Yeninko of the Umlaut

Tuesday, June 14, 2005

The Three Wars

I read an article once by Bruce Sterling in which he discussed the fundamental types or styles of war conveniently breaking them down into three categories which I will briefly describe for you.

The first type of war is nuclear. There two potential opponents to a nuclear power state. The first would be another nuclear power state (think Pakistan and India or the USSR and USA). The second would be a nuclear power confronting a non nuclear state (Israel and Syria/Egypt/etc.). In the first case the risk and cost retaliation is so high that you cannot effectively fight a war against a nuclear power and can only resort to wars by proxy (see Afghanistan, Angola, Central America, Southeast Asia, etc.)

In the case of a nuclear power confronting a non nuclear power, the nuclear power inevitable also has a significantly larger conventional military (tanks/artillery/aircraft/etc). For example, Israelis army is vastly superior to that of it neighbors, such that the use of nuclear weapons would be an unnecessary use of force considering the loss in standing on the international stage, the local and global ecological disaster, the contamination of any conquered territory.

So for all intents and purposes nuclear war is primarily a threat. It is a diplomatic technology to keep states from fighting the second type of war, which is Conventional war.

Conventional war means exactly what is says.
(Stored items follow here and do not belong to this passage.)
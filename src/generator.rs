//! Sorted runs generator.

use std::cmp::Ordering;
use std::collections::VecDeque;
use std::error::Error;
use std::marker::PhantomData;
use std::sync::Arc;

use log;
use rayon::prelude::*;

use crate::run::RunStorage;
use crate::sort::SortError;

/// Sorted runs generator.
///
/// Reads the input by blocks of `chunk_size` records, sorts every block in memory and stores it as a run.
/// Runs are produced lazily, each one labeled with the index of the input block it was built from.
///
/// If a thread pool is provided, blocks are read in batches of pool size and sorted concurrently.
/// The produced runs are the same as in sequential mode.
pub struct RunGenerator<T, E, I, F, S>
where
    E: Error,
    I: Iterator<Item = Result<T, E>>,
    F: Fn(&T, &T) -> Ordering,
    S: RunStorage<T>,
{
    input: I,
    compare: F,
    chunk_size: usize,
    storage: S,
    thread_pool: Option<Arc<rayon::ThreadPool>>,

    /// Runs built but not yet consumed.
    ready: VecDeque<(u64, S::Run)>,
    next_block: u64,
    /// Number of records the input claims to hold.
    expected: (usize, Option<usize>),
    pulled: usize,
    finished: bool,

    error_type: PhantomData<E>,
}

impl<T, E, I, F, S> RunGenerator<T, E, I, F, S>
where
    T: Send,
    E: Error + Send,
    I: Iterator<Item = Result<T, E>>,
    F: Fn(&T, &T) -> Ordering + Sync + Send + Copy,
    S: RunStorage<T>,
{
    /// Creates a new runs generator. No record is read until the first run is requested.
    ///
    /// # Arguments
    /// * `input` - Input stream data to be fetched from
    /// * `compare` - Function be be used to compare records
    /// * `chunk_size` - Maximum number of records in a run
    /// * `storage` - Storage runs are materialized in
    pub fn new<II>(input: II, compare: F, chunk_size: usize, storage: S) -> Result<Self, SortError<E>>
    where
        II: IntoIterator<Item = Result<T, E>, IntoIter = I>,
    {
        if chunk_size == 0 {
            return Err(SortError::InvalidConfiguration("chunk size must be positive".to_string()));
        }

        let input = input.into_iter();
        let expected = input.size_hint();

        return Ok(RunGenerator {
            input,
            compare,
            chunk_size,
            storage,
            thread_pool: None,
            ready: VecDeque::new(),
            next_block: 0,
            expected,
            pulled: 0,
            finished: false,
            error_type: PhantomData,
        });
    }

    /// Sets the thread pool blocks are sorted in.
    pub fn with_thread_pool(mut self, thread_pool: Arc<rayon::ThreadPool>) -> Self {
        self.thread_pool = Some(thread_pool);
        return self;
    }

    /// Returns the number of records read from the input so far.
    pub fn records_read(&self) -> usize {
        self.pulled
    }

    fn read_block(&mut self) -> Result<Option<Vec<T>>, SortError<E>> {
        let mut block = Vec::with_capacity(self.chunk_size.min(self.expected.0.saturating_sub(self.pulled)).max(1));

        while block.len() < self.chunk_size {
            match self.input.next() {
                Some(Ok(record)) => {
                    self.pulled += 1;
                    if let Some(upper) = self.expected.1 {
                        if self.pulled > upper {
                            return Err(self.mismatch());
                        }
                    }
                    block.push(record);
                }
                Some(Err(err)) => return Err(SortError::InputError(err)),
                None => {
                    if self.pulled < self.expected.0 {
                        return Err(self.mismatch());
                    }
                    break;
                }
            }
        }

        return Ok(if block.is_empty() { None } else { Some(block) });
    }

    fn mismatch(&self) -> SortError<E> {
        SortError::SourceExhaustionMismatch {
            lower: self.expected.0,
            upper: self.expected.1,
            actual: self.pulled,
        }
    }

    fn generate_sequential(&mut self) -> Result<(), SortError<E>> {
        if let Some(mut block) = self.read_block()? {
            let idx = self.next_block;
            self.next_block += 1;

            block.sort_by(self.compare);
            let run = build_run::<_, E, _, _>(&self.storage, block, self.compare, idx)?;
            self.ready.push_back((idx, run));
        } else {
            self.finished = true;
        }

        return Ok(());
    }

    fn generate_parallel(&mut self, thread_pool: &rayon::ThreadPool) -> Result<(), SortError<E>> {
        let mut batch = Vec::with_capacity(thread_pool.current_num_threads());
        while batch.len() < thread_pool.current_num_threads() {
            match self.read_block()? {
                Some(block) => {
                    batch.push((self.next_block, block));
                    self.next_block += 1;
                }
                None => {
                    self.finished = true;
                    break;
                }
            }
        }

        if batch.is_empty() {
            return Ok(());
        }

        log::debug!("sorting batch of {} blocks ...", batch.len());
        let storage = &self.storage;
        let compare = self.compare;
        let runs: Vec<Result<(u64, S::Run), SortError<E>>> = thread_pool.install(|| {
            batch
                .into_par_iter()
                .map(|(idx, mut block)| {
                    block.sort_by(compare);
                    build_run(storage, block, compare, idx).map(|run| (idx, run))
                })
                .collect()
        });

        for run in runs {
            self.ready.push_back(run?);
        }

        return Ok(());
    }
}

fn build_run<T, E, F, S>(storage: &S, block: Vec<T>, compare: F, idx: u64) -> Result<S::Run, SortError<E>>
where
    E: Error,
    F: Fn(&T, &T) -> Ordering,
    S: RunStorage<T>,
{
    if let Err(msg) = check_total_order(&block, compare) {
        return Err(SortError::InvalidConfiguration(msg));
    }

    log::debug!("saving run {} ({} records)", idx, block.len());
    let run = storage.store(block)?;

    return Ok(run);
}

/// Validates the compare function on a block it has just sorted.
fn check_total_order<T, F>(block: &[T], compare: F) -> Result<(), String>
where
    F: Fn(&T, &T) -> Ordering,
{
    if let Some(first) = block.first() {
        if compare(first, first) != Ordering::Equal {
            return Err("comparator is not reflexive".to_string());
        }
    }

    for pair in block.windows(2) {
        let forward = compare(&pair[0], &pair[1]);
        if forward == Ordering::Greater || compare(&pair[1], &pair[0]) != forward.reverse() {
            return Err("comparator is not a total order".to_string());
        }
    }

    return Ok(());
}

impl<T, E, I, F, S> Iterator for RunGenerator<T, E, I, F, S>
where
    T: Send,
    E: Error + Send,
    I: Iterator<Item = Result<T, E>>,
    F: Fn(&T, &T) -> Ordering + Sync + Send + Copy,
    S: RunStorage<T>,
{
    /// Input block index and the run built from it.
    type Item = Result<(u64, S::Run), SortError<E>>;

    fn next(&mut self) -> Option<Self::Item> {
        while self.ready.is_empty() && !self.finished {
            let result = match self.thread_pool.clone() {
                Some(thread_pool) => self.generate_parallel(&thread_pool),
                None => self.generate_sequential(),
            };

            if let Err(err) = result {
                self.finished = true;
                self.ready.clear();
                return Some(Err(err));
            }
        }

        if self.ready.is_empty() {
            log::debug!("run generation done ({} runs, {} records)", self.next_block, self.pulled);
        }

        return self.ready.pop_front().map(Ok);
    }
}

#[cfg(test)]
mod test {
    use std::io::{self, ErrorKind};
    use std::sync::Arc;

    use rstest::*;

    use super::RunGenerator;
    use crate::run::{MemoryRun, MemoryStorage, Run};
    use crate::sort::SortError;

    fn drain(mut run: MemoryRun<i32>) -> Vec<i32> {
        std::iter::from_fn(|| run.advance().unwrap()).collect()
    }

    fn ok_input(records: Vec<i32>) -> Vec<Result<i32, io::Error>> {
        records.into_iter().map(Ok).collect()
    }

    #[rstest]
    #[case(vec![], 3, vec![])]
    #[case(vec![5, 3, 1, 4, 2], 2, vec![vec![3, 5], vec![1, 4], vec![2]])]
    #[case(vec![5, 3, 1, 4, 2], 5, vec![vec![1, 2, 3, 4, 5]])]
    #[case(vec![5, 3, 1, 4, 2], 9, vec![vec![1, 2, 3, 4, 5]])]
    #[case(vec![2, 1], 1, vec![vec![2], vec![1]])]
    fn test_generate_runs(
        #[case] input: Vec<i32>,
        #[case] chunk_size: usize,
        #[case] expected_runs: Vec<Vec<i32>>,
        #[values(false, true)] parallel: bool,
    ) {
        let mut generator =
            RunGenerator::new(ok_input(input), |a: &i32, b: &i32| a.cmp(b), chunk_size, MemoryStorage).unwrap();
        if parallel {
            let pool = rayon::ThreadPoolBuilder::new().num_threads(2).build().unwrap();
            generator = generator.with_thread_pool(Arc::new(pool));
        }

        let runs: Vec<(u64, MemoryRun<i32>)> = generator.map(Result::unwrap).collect();
        let indexes: Vec<u64> = runs.iter().map(|(idx, _)| *idx).collect();
        let actual_runs: Vec<Vec<i32>> = runs.into_iter().map(|(_, run)| drain(run)).collect();

        assert_eq!(indexes, Vec::from_iter(0..expected_runs.len() as u64));
        assert_eq!(actual_runs, expected_runs);
    }

    #[test]
    fn test_zero_chunk_size() {
        let input = std::iter::from_fn(|| -> Option<Result<i32, io::Error>> {
            panic!("input must not be read");
        });

        let result = RunGenerator::new(input, |a: &i32, b: &i32| a.cmp(b), 0, MemoryStorage);
        assert!(matches!(result, Err(SortError::InvalidConfiguration(_))));
    }

    #[test]
    fn test_input_error() {
        let input = vec![Ok(1), Ok(2), Err(io::Error::new(ErrorKind::Other, "test error")), Ok(3)];
        let mut generator = RunGenerator::new(input, |a: &i32, b: &i32| a.cmp(b), 2, MemoryStorage).unwrap();

        assert_eq!(drain(generator.next().unwrap().unwrap().1), vec![1, 2]);
        assert!(matches!(generator.next(), Some(Err(SortError::InputError(_)))));
        assert!(generator.next().is_none());
    }

    /// Input claiming to hold more records than it yields.
    struct ShortInput {
        records: std::vec::IntoIter<i32>,
        claimed: usize,
    }

    impl Iterator for ShortInput {
        type Item = Result<i32, io::Error>;

        fn next(&mut self) -> Option<Self::Item> {
            self.records.next().map(Ok)
        }

        fn size_hint(&self) -> (usize, Option<usize>) {
            (self.claimed, Some(self.claimed))
        }
    }

    #[rstest]
    #[case(vec![1, 2, 3], 5)]
    #[case(vec![1, 2, 3], 2)]
    fn test_source_exhaustion_mismatch(#[case] records: Vec<i32>, #[case] claimed: usize) {
        let input = ShortInput {
            records: records.into_iter(),
            claimed,
        };
        let generator = RunGenerator::new(input, |a: &i32, b: &i32| a.cmp(b), 10, MemoryStorage).unwrap();

        let result: Result<Vec<_>, _> = generator.collect();
        assert!(matches!(
            result,
            Err(SortError::SourceExhaustionMismatch { actual: 3, .. })
        ));
    }

    #[test]
    fn test_non_total_comparator() {
        let generator = RunGenerator::new(
            ok_input(vec![3, 1, 2]),
            |_: &i32, _: &i32| std::cmp::Ordering::Less,
            3,
            MemoryStorage,
        )
        .unwrap();

        let result: Result<Vec<_>, _> = generator.collect();
        assert!(matches!(result, Err(SortError::InvalidConfiguration(_))));
    }
}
War using conventional or traditional means. While this may include some weapons that produce blast larger that some nuclear weaponry (fuel/air explosives and so called bunker busters), conventional weapons for the most part consist of artillery, aircraft, infantry, missiles, tanks or items specifically made with a military purpose in mind

The examples of conventional wars span millennia so I’ll not bore you with examples

The third type of war has many names: Unconventional warfare, guerilla war, asymmetrical warfare, terrorism, etc. Asymmetrical warfare probably best describes this style or war. Generally one opponent is significantly stronger than the second, so much so that any sort of conventional war is an impractical form of resistance. Some examples of this would be any sort of insurgency for the past to today including many failed and successful revolutions. The American Revolution, the P/IRA in Northern Ireland, the Viet Cong forces in South Vietnam, the Mujahidin in Afghanistan and the Contras in Nicaragua all fought asymmetrical wars. The tactics of the weaker party include hit and run, ambush, remote controlled bombings, terror attacks intended to effect political changes, assassination, sabotage, etc. While generally viewed as repugnant for of warfare on the international stage, when given no other option people will resist in ways that will accomplish there goals.

As it stands today, the United States and its potential enemies are in is a unique situation. The first form of warfare is not an option. Since we possess nuclear weapons, any state attacking us with nuclear weapons would find themselves attacked with an extensive arsenal of nuclear weapons as noted earlier. Nuclear wars will not be fought or if they are they will be such a calamity as the world has never seen. The second form of warfare isn’t a rational option either against the US either. The United States has such an overall military advantage in training, technology, experience, funding, and equipment that there is no force on earth at this time, that has any reasonable expectation of defeating the US military. Not only does the US have the overwhelming advantage in every area noted above it also has the ability to project that force almost anywhere in the world. The second form of warfare is not an option for enemies of the United States.

This leaves the third option. And for that there has been no demonstrated effective counter measure in thousands of years short of the extermination of non-combatant enemy populations.